**TASK STATEMENT:** Work out how many lines in the following entries contain the string "init", and write only that number.

********

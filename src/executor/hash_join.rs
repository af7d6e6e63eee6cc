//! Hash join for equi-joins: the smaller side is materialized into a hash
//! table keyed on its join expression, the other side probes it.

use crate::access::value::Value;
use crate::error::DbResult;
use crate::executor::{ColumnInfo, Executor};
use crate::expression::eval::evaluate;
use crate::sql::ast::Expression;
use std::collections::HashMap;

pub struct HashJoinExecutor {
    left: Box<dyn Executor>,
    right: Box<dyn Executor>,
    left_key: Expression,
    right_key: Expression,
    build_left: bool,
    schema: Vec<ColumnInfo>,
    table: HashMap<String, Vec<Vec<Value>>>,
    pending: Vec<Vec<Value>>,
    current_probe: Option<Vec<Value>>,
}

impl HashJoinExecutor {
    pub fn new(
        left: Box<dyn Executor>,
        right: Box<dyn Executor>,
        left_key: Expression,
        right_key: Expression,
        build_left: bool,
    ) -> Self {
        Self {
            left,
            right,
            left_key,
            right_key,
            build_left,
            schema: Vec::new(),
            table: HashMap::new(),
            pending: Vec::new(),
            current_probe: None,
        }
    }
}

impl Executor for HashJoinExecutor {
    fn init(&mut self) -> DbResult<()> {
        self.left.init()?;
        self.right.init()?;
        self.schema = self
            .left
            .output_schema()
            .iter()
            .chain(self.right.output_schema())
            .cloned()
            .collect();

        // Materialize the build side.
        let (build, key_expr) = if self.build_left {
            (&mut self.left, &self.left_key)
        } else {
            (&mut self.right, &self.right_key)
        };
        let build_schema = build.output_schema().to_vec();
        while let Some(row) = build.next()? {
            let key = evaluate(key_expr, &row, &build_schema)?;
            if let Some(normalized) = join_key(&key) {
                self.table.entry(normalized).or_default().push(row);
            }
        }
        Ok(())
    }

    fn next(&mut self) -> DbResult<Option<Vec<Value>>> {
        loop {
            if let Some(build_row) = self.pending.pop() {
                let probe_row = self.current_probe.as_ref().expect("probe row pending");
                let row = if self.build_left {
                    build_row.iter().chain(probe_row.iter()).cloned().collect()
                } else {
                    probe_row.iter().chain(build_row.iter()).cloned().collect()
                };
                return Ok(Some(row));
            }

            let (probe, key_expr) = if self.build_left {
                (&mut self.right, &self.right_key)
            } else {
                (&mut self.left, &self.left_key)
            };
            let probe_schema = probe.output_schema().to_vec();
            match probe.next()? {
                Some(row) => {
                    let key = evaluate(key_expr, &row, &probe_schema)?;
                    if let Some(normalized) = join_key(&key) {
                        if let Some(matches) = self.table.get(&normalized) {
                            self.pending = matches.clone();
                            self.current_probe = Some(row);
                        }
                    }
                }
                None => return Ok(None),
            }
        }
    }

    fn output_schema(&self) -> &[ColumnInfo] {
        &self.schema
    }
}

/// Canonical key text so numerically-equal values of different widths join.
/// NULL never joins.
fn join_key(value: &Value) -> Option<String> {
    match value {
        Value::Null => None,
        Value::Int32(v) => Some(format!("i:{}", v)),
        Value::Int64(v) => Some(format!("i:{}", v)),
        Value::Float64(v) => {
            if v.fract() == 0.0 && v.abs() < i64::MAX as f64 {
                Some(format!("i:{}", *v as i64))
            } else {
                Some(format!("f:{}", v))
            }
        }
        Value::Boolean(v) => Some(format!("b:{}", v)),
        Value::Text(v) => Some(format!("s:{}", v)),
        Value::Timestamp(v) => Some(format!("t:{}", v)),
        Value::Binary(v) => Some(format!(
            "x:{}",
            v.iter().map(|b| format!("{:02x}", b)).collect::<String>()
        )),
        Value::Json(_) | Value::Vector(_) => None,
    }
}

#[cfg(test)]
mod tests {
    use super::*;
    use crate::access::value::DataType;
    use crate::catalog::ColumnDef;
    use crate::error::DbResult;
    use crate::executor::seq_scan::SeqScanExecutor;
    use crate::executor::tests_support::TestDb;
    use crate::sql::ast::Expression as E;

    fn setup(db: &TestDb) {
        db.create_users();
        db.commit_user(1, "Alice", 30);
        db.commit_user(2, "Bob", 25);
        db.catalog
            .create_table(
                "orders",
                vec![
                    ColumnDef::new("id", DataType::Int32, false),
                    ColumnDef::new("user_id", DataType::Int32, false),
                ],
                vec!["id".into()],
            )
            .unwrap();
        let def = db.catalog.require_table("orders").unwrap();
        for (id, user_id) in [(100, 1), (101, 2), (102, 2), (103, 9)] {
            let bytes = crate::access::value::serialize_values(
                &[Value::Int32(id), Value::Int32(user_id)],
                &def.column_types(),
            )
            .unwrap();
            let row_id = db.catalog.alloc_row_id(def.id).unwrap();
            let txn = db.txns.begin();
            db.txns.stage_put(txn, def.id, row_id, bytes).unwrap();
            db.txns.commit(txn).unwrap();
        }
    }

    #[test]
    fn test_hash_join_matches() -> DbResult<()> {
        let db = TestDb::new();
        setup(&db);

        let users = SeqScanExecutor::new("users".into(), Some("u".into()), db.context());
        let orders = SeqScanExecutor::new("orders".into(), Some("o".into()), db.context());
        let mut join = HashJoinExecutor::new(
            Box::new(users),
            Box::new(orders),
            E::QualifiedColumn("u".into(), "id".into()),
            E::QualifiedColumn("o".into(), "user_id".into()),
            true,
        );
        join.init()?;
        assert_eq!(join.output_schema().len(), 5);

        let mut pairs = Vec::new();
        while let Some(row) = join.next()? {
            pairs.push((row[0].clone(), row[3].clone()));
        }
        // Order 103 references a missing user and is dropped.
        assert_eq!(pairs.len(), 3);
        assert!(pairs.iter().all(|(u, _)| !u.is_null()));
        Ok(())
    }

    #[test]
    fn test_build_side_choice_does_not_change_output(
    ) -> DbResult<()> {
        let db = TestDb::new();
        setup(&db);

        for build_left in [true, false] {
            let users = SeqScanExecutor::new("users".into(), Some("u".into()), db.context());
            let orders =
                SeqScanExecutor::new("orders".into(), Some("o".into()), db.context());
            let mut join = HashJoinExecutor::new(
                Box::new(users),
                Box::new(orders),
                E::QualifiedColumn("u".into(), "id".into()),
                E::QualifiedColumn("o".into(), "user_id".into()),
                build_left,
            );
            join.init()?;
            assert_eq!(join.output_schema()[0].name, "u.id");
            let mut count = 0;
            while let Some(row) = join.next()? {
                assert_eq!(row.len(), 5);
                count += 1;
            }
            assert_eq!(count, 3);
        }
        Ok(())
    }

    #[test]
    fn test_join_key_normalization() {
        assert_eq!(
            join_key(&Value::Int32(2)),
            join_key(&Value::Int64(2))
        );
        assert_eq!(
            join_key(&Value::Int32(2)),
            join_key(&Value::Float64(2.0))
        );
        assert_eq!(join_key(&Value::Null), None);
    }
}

********

**ANSWER BELOW:** 5